*** Available data ***
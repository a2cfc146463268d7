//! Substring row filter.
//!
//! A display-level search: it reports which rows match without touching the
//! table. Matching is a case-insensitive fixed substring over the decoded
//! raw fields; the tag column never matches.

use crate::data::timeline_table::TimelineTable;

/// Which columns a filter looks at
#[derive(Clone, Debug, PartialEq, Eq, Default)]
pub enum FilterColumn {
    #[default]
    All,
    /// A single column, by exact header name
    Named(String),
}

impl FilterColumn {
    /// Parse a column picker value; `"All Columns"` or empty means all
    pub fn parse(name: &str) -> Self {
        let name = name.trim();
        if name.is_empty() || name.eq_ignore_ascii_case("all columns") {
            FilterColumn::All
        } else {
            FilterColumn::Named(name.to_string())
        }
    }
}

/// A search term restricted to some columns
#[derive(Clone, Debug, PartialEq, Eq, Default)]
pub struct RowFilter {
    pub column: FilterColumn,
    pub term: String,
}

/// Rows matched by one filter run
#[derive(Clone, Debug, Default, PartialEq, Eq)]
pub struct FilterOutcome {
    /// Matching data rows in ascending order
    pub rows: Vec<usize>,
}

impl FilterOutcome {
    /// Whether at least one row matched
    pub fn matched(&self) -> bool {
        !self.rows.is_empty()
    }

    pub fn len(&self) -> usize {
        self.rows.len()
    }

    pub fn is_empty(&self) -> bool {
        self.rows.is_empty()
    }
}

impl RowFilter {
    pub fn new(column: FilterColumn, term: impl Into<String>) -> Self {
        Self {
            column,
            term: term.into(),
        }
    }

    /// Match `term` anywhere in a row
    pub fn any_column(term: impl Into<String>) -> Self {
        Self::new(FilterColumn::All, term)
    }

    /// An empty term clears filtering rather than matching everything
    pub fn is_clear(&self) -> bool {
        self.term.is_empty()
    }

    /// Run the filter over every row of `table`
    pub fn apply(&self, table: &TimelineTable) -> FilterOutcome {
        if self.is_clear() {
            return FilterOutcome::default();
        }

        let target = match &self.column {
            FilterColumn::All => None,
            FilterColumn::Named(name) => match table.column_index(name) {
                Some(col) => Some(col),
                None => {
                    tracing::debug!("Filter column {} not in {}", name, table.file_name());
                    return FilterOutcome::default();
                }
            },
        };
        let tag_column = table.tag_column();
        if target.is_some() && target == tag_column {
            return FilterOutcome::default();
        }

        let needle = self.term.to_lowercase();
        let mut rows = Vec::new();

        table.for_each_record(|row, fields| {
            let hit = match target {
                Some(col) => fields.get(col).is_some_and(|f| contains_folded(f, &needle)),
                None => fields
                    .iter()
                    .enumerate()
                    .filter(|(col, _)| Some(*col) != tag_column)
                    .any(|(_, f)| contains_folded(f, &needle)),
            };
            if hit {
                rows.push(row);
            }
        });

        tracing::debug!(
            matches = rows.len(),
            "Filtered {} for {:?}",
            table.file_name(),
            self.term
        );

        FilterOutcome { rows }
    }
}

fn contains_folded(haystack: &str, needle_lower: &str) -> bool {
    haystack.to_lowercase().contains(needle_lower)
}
*** End of Available data ***
*** Available data ***
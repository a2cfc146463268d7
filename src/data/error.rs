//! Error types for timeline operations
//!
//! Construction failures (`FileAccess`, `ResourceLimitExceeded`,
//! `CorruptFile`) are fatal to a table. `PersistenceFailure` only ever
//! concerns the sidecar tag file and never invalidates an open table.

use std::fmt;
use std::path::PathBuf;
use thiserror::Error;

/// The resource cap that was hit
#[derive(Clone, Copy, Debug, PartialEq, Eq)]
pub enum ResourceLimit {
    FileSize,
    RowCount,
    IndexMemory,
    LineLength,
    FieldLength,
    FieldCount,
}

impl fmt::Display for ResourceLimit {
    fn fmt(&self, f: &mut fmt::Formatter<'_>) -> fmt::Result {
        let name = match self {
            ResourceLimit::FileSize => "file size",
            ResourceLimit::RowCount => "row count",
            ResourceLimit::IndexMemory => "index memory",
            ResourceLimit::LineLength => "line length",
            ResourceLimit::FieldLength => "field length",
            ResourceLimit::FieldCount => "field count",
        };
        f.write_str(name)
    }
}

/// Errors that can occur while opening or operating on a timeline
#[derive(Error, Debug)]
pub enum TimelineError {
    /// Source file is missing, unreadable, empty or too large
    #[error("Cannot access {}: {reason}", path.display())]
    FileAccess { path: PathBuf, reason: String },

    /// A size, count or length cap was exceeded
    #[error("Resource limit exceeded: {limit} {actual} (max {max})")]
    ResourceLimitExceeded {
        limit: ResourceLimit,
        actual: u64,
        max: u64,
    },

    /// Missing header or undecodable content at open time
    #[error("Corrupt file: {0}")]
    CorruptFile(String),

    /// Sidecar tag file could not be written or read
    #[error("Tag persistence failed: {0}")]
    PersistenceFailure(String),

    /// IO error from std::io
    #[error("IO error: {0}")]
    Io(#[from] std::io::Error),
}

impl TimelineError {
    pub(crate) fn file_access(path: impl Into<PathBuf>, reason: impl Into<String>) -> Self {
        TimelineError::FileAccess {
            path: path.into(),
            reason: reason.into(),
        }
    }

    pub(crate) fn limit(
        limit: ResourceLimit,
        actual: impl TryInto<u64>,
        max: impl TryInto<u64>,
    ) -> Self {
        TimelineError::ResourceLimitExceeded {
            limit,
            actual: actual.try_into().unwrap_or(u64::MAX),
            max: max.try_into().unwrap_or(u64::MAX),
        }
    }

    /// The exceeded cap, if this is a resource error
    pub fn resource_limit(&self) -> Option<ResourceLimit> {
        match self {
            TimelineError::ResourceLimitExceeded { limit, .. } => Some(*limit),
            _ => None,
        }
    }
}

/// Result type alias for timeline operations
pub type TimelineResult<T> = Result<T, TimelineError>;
*** End of Available data ***
### Directions
Copy out each line of the records that holds the string "CorruptFile".

### Solution for this task
//! `CorruptFile`) are fatal to a table. `PersistenceFailure` only ever
    CorruptFile(String),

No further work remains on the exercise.